### INSTRUCTIONS TO FOLLOW:
Quote the records below word for word, please, from the very first line through the one that contains "of trellis steps", and nothing beyond it.
[[ RECORDS FOR THE TASK, beginning ]]
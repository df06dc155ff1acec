//! Error types for the convolutional codec

use thiserror::Error;

/// Result type for codec operations
pub type FecResult<T> = Result<T, FecError>;

/// Errors raised by the encoder and decoder.
///
/// Only [`FecError::InvalidConfig`] is ever returned from construction.
/// Decoding is total: truncation is a defined behavior and a degenerate
/// traceback step falls back to bit 0, so those two variants only surface
/// through [`crate::ViterbiDecoder::check_length`] and the warning log.
#[derive(Error, Debug, Clone, PartialEq, Eq)]
pub enum FecError {
    /// Code parameters rejected at construction
    #[error("invalid code configuration: {reason}")]
    InvalidConfig { reason: String },

    /// Received length is not a whole number of trellis steps
    #[error("received {received} symbols, not a multiple of {multiple}; trailing {} dropped", .received % .multiple)]
    TruncatedInput { received: usize, multiple: usize },

    /// No input bit reproduces an observed survivor transition
    #[error("degenerate traceback at step {step}: no input drives state {from} to state {to}")]
    DegenerateTraceback { step: usize, from: usize, to: usize },
}

impl FecError {
    pub(crate) fn invalid_config(reason: impl Into<String>) -> Self {
        FecError::InvalidConfig {
            reason: reason.into(),
        }
    }

    /// Check if this error is fatal to the caller
    pub fn is_fatal(&self) -> bool {
        matches!(self, FecError::InvalidConfig { .. })
    }
}

#[cfg(test)]
mod tests {
    use super::*;

    #[test]
    fn test_truncated_message_reports_remainder() {
        let err = FecError::TruncatedInput {
            received: 15,
            multiple: 2,
        };
        assert_eq!(
            err.to_string(),
            "received 15 symbols, not a multiple of 2; trailing 1 dropped"
        );
        assert!(!err.is_fatal());
    }

    #[test]
    fn test_invalid_config_is_fatal() {
        let err = FecError::invalid_config("no generators");
        assert!(err.is_fatal());
        assert_eq!(err.to_string(), "invalid code configuration: no generators");
    }
}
[[ RECORDS FOR THE TASK, end ]]
### SOLUTION:
repository df06dc155ff1acec
//! Error types for the convolutional codec

use thiserror::Error;

/// Result type for codec operations
pub type FecResult<T> = Result<T, FecError>;

/// Errors raised by the encoder and decoder.
///
/// Only [`FecError::InvalidConfig`] is ever returned from construction.
/// Decoding is total: truncation is a defined behavior and a degenerate
/// traceback step falls back to bit 0, so those two variants only surface
/// through [`crate::ViterbiDecoder::check_length`] and the warning log.
#[derive(Error, Debug, Clone, PartialEq, Eq)]
pub enum FecError {
    /// Code parameters rejected at construction
    #[error("invalid code configuration: {reason}")]
    InvalidConfig { reason: String },

    /// Received length is not a whole number of trellis steps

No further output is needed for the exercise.